親がBRCA遺伝子の異常を持っている場合、子供には1/2の確率で引き継がれます。この遺伝子は女性だけでなく、男性にも引き継がれ、男性でも乳がんや前立腺がんになる可能性が増えます。
BRCA遺伝子の異常があるかどうかは一部の医療機関で採血で検査することができます。
保険適応で検査が受けられる人は一度乳がんもしくは卵巣がんになったことがある人で医師がBRCA遺伝子異常を疑った場合、それから第3度近親者内(第3度近親者とは曾祖父母、大おば、いとこなどです)に乳がんや卵巣がんを発症した人がいる場合です。
これらの人はもしBRCA遺伝子の異常があるとわかれば、希望者に対してやはり保険適応でがんが出現する前に予防的な乳房切除術や卵管卵巣摘出術を行うことができます。
これらの予防的な手術は乳房は40歳までに、卵管卵巣は50歳までに施行することが勧められていることもあり、血のつながった人に乳がんや卵巣がんになった人が複数いる場合には、早めにBRCA遺伝子の検査について、病院で相談してみましょう。
もう1つ、乳がんになりやすいと報告されているのが、女性ホルモンの分泌が多い人です。
具体的には11歳以前に初潮(はじめての生理)があった人、閉経(最後の生理)が55歳以降の人、出産歴がない人、そして肥満の人が女性ホルモンの分泌が多いと推測されます。
基本的に女性ホルモンは生理がある期間に多く分泌されるので、生理期間が長い人は女性ホルモンの分泌量が多いと考えられます。ただし、妊娠期間中や授乳中は女性ホルモンの分泌は少なめになるので、出産回数が多かったり、母乳を与えている期間が長い人はその間の女性ホルモンの分泌は少ないと考えられます。
そして、女性ホルモンは脂肪細胞からも分泌されるので、肥満の人は女性ホルモンが多いと推測されます。
乳がんの一部は女性ホルモンに刺激されて大きくなる性質を持っており、女性ホルモンの分泌が多い人は、これらのがんになったときに進行が速くなる可能性があります。(逆に、女性ホルモンで大きくなるタイプの乳がんは、女性ホルモンの働きを抑える薬を使って治療します。)
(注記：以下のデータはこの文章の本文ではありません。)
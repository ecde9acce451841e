//! XPath-style path expressions over a [`Document`].
//!
//! Supported syntax is the subset configuration tooling relies on:
//!
//! - absolute steps `/configuration/global/delay` and descendant steps `//spot`
//! - the wildcard `*` and `comment()` name tests
//! - predicates `[2]`, `[last()]`, `[@id]`, `[@id='1']` (chainable)
//! - a trailing attribute selector `/@name`
//!
//! Paths are parsed once into a [`PathExpr`] and evaluated against arena
//! handles. An attribute path selects the elements that carry the attribute.

use std::collections::{HashMap, HashSet};

use crate::error::XmlConfError;
use crate::tree::{Document, NodeId, NodeKind};

#[derive(Debug, Clone, Copy, PartialEq, Eq)]
enum Axis {
    Child,
    Descendant,
}

#[derive(Debug, Clone, PartialEq, Eq)]
enum NameTest {
    Any,
    Comment,
    Name(String),
}

#[derive(Debug, Clone, PartialEq, Eq)]
enum Predicate {
    Position(usize),
    Last,
    HasAttribute(String),
    AttributeEquals(String, String),
}

#[derive(Debug, Clone, PartialEq, Eq)]
struct Step {
    axis: Axis,
    test: NameTest,
    predicates: Vec<Predicate>,
}

/// A parsed path expression.
#[derive(Debug, Clone, PartialEq, Eq)]
pub struct PathExpr {
    steps: Vec<Step>,
    attribute: Option<(Axis, String)>,
}

impl PathExpr {
    pub fn parse(path: &str) -> Result<Self, XmlConfError> {
        Parser::new(path).parse()
    }

    /// Whether the expression ends in an `@attribute` selector.
    #[must_use]
    pub fn is_attribute(&self) -> bool {
        self.attribute.is_some()
    }

    #[must_use]
    pub fn attribute(&self) -> Option<&str> {
        self.attribute.as_ref().map(|(_, name)| name.as_str())
    }

    /// Evaluate against `doc`, returning matches in document order.
    #[must_use]
    pub fn select(&self, doc: &Document) -> Vec<NodeId> {
        // `None` stands for the document node above the root element.
        let mut context: Vec<Option<NodeId>> = vec![None];
        let mut reordered = false;

        for step in &self.steps {
            if step.axis == Axis::Descendant {
                context = descendant_or_self(doc, &context);
                reordered = true;
            }
            let mut next = Vec::new();
            for ctx in &context {
                let mut candidates: Vec<NodeId> = children_of(doc, *ctx)
                    .into_iter()
                    .filter(|c| matches_test(doc, *c, &step.test))
                    .collect();
                for predicate in &step.predicates {
                    candidates = apply_predicate(doc, candidates, predicate);
                }
                next.extend(candidates.into_iter().map(Some));
            }
            context = next;
        }

        if let Some((axis, name)) = &self.attribute {
            if *axis == Axis::Descendant {
                context = descendant_or_self(doc, &context);
                reordered = true;
            }
            context.retain(|c| c.is_some_and(|id| doc.attribute(id, name).is_some()));
        }

        let mut seen = HashSet::new();
        let mut out: Vec<NodeId> = context
            .into_iter()
            .flatten()
            .filter(|id| seen.insert(*id))
            .collect();
        if reordered {
            let order = document_order(doc);
            out.sort_by_key(|id| order.get(id).copied().unwrap_or(usize::MAX));
        }
        out
    }
}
現在厚生労働省が勧めている乳がん検診は2年に1度ですが、自分が乳がんになりやすいタイプだった場合は、間隔をせまくして検査を受けたり、セルフチェックをこまめにするなどの対策が勧められます。
乳がんになりやすい可能性がある人は・・・
- 血縁者に乳がんや卵巣がんの人がいる
- 女性ホルモンの分泌が多い
このような人は、通常の検診に加えて、人間ドックやセルフチェックなどでこまめに検査しましょう。
次回は乳がん検診やセルフチェックの詳細についてお話します。